ADV 300x250 KS

BENNER UP

 


Luwu Luwu Siap Bangun Sekolah Nasional Terintegrasi Pertama di Sulsel, Dukung Program Prabowo Subianto

Redaksi ITE '
Rabu, 4/01/2026 WIB Last Updated 2026-04-02T17:56:09Z



Info-terkini.comBupati Luwu, Patahudding, menyatakan komitmennya dalam mendukung penuh program Sekolah Nasional Terintegrasi yang diinisiasi Presiden Prabowo Subianto. Program ini dinilai sebagai langkah strategis untuk mendorong peningkatan mutu pendidikan di Indonesia.


Menurut Patahudding, Pemerintah Kabupaten Luwu telah menyiapkan lahan pembangunan sekolah yang berlokasi di Kecamatan Larompong Selatan. Ia mengungkapkan bahwa proyek tersebut direncanakan dibiayai melalui APBN dengan estimasi anggaran mencapai Rp250 miliar untuk satu unit sekolah.

“Lokasi sudah kami siapkan di Larompong Selatan. Ini akan menjadi proyek besar yang pendanaannya bersumber dari APBN,” ujarnya usai kegiatan buka puasa bersama di Rumah Jabatan Bupati Luwu beberapa waktu lalu.

Program Sekolah Nasional Terintegrasi merupakan kebijakan pemerintah pusat untuk mengatasi dua persoalan utama dalam dunia pendidikan, yakni rendahnya kualitas dan kesenjangan antarwilayah. Arahan tersebut disampaikan langsung oleh Presiden Prabowo dalam Rapat Koordinasi Nasional Pemerintah Pusat dan Daerah pada 3 Februari 2026, sebagai bagian dari upaya menghadirkan sistem pendidikan yang merata dan berdaya saing global.

Konsep sekolah ini dirancang sebagai kawasan pendidikan terpadu yang mencakup seluruh jenjang, mulai dari PAUD hingga SMA/SMK dalam satu lokasi. Fasilitas yang disiapkan pun tergolong modern, mulai dari laboratorium berstandar tinggi hingga sarana olahraga lengkap seperti lebih dari satu lapangan sepak bola.

Kepala Dinas Pendidikan Kabupaten Luwu, Andi Palanggi Kaddiraja, menjelaskan bahwa sekolah ini tidak hanya menitikberatkan pada pencapaian akademik, tetapi juga pengembangan potensi siswa secara menyeluruh.

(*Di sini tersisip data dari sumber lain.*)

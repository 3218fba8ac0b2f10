//! Public event and decision types emitted by the engine.
//!
//! ## Subscriptions
//!
//! | Event | Source |
//! |-------|--------|
//! | [`TranscriptEvent`] | `ScreeningEngine::subscribe_transcripts` |
//! | [`ActivityEvent`] | `ScreeningEngine::subscribe_activity` |
//! | [`StatusEvent`] | `ScreeningEngine::subscribe_status` |
//! | [`Decision`] | the `SessionHandle` returned by `start` |
//!
//! Everything serialises to camelCase JSON so host applications can forward
//! events verbatim.

use serde::{Deserialize, Serialize};

// ---------------------------------------------------------------------------
// Per-chunk progress events
// ---------------------------------------------------------------------------

/// Emitted when a chunk's transcription added text to the session transcript.
#[derive(Debug, Clone, Serialize, Deserialize)]
#[serde(rename_all = "camelCase")]
pub struct TranscriptEvent {
    /// Monotonically increasing event sequence number.
    pub seq: u64,
    /// The fragment appended by this chunk.
    pub fragment: String,
    /// Length of the accumulated transcript after appending, in characters.
    pub transcript_chars: usize,
}

/// Emitted for every captured chunk, whether or not it produced text.
#[derive(Debug, Clone, Serialize, Deserialize)]
#[serde(rename_all = "camelCase")]
pub struct ActivityEvent {
    /// Monotonically increasing event sequence number.
    pub seq: u64,
    /// Root-mean-square level of the chunk on the raw 16-bit sample scale.
    pub rms: f64,
    /// Beep-energy score for the chunk in [0.0, 1.0].
    pub beep_score: f64,
    /// Confidence of the best spam evidence recorded so far, if any.
    pub spam_best: Option<f64>,
}

// ---------------------------------------------------------------------------
// Session status events
// ---------------------------------------------------------------------------

/// Emitted when the session state machine changes phase.
#[derive(Debug, Clone, Serialize, Deserialize)]
#[serde(rename_all = "camelCase")]
pub struct StatusEvent {
    pub phase: SessionPhase,
    /// Optional human-readable detail (e.g. error message).
    pub detail: Option<String>,
}

/// Where the screening state machine currently is.
///
/// One-shot per call: `Idle → Running → Finalizing → Idle`.
#[derive(Debug, Clone, Copy, PartialEq, Eq, Serialize, Deserialize)]
#[serde(rename_all = "lowercase")]
pub enum SessionPhase {
    /// No session active; `start()` may be called.
    Idle,
    /// Capturing chunks and running the classifier cascade.
    Running,
    /// Evidence gathering is over; the decision is being assembled.
    Finalizing,
}

// ---------------------------------------------------------------------------
// The decision
// ---------------------------------------------------------------------------

/// Terminal classification of one screened call.
#[derive(Debug, Clone, Copy, PartialEq, Eq, Serialize, Deserialize)]
#[serde(rename_all = "lowercase")]
pub enum Classification {
    /// Automated system: signaling tone or IVR menu speech.
    Robot,
    /// Unsolicited pitch; safe to block or silence.
    Spam,
    /// The caller needs a human now; alert loudly.
    Emergency,
    /// A call worth ringing through.
    Legitimate,
    /// Not enough evidence either way; always alert, never block.
    Uncertain,
}

/// Immutable terminal result of one screening session. Produced exactly once.
#[derive(Debug, Clone, PartialEq, Serialize, Deserialize)]
#[serde(rename_all = "camelCase")]
pub struct Decision {
    pub classification: Classification,
    /// Category label, when one applies (e.g. a spam category).
    pub category: Option<String>,
    /// Short human-readable reason for the classification.
    pub reason: Option<String>,
    /// Confidence in [0.0, 1.0].
    pub confidence: f64,
    /// Full transcript accumulated before the decision.
    pub transcript: String,
    /// The terms or snippets the deciding classifier matched.
    pub matched_terms: Vec<String>,
    /// Wall-clock time from session start to decision, in milliseconds.
    pub elapsed_ms: u64,
}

“Sekolah ini akan menjadi pusat pembinaan bagi siswa berbakat, baik di bidang akademik maupun non-akademik seperti sains, teknologi, olahraga, dan seni,” jelasnya saat ditemui di ruang kerjanya, Rabu (1/4/2026).

Dalam proses pembelajaran, sekolah ini akan mengadopsi pendekatan STEAMS, yakni Science, Technology, Engineering, Arts, Mathematics, dan Sports, yang dipadukan dengan kurikulum nasional serta pengayaan berstandar internasional. Bahasa Inggris akan menjadi mata pelajaran wajib, sementara beberapa bahasa asing lain seperti Mandarin, Jepang, Arab, dan Prancis disediakan sebagai pilihan.

Selain itu, sekolah juga akan dilengkapi fasilitas pelatihan di bidang pertanian dan peternakan sebagai bagian dari pendidikan berbasis keterampilan, yang disesuaikan dengan potensi daerah. Program ini difokuskan untuk menjangkau masyarakat menengah ke bawah agar memiliki akses yang lebih luas terhadap pendidikan berkualitas.

Menariknya, seluruh layanan pendidikan di Sekolah Nasional Terintegrasi ini dirancang tanpa biaya bagi peserta didik. Dengan konsep tersebut, pemerintah berharap mampu menekan angka putus sekolah sekaligus memutus rantai kemiskinan melalui peningkatan kualitas pendidikan.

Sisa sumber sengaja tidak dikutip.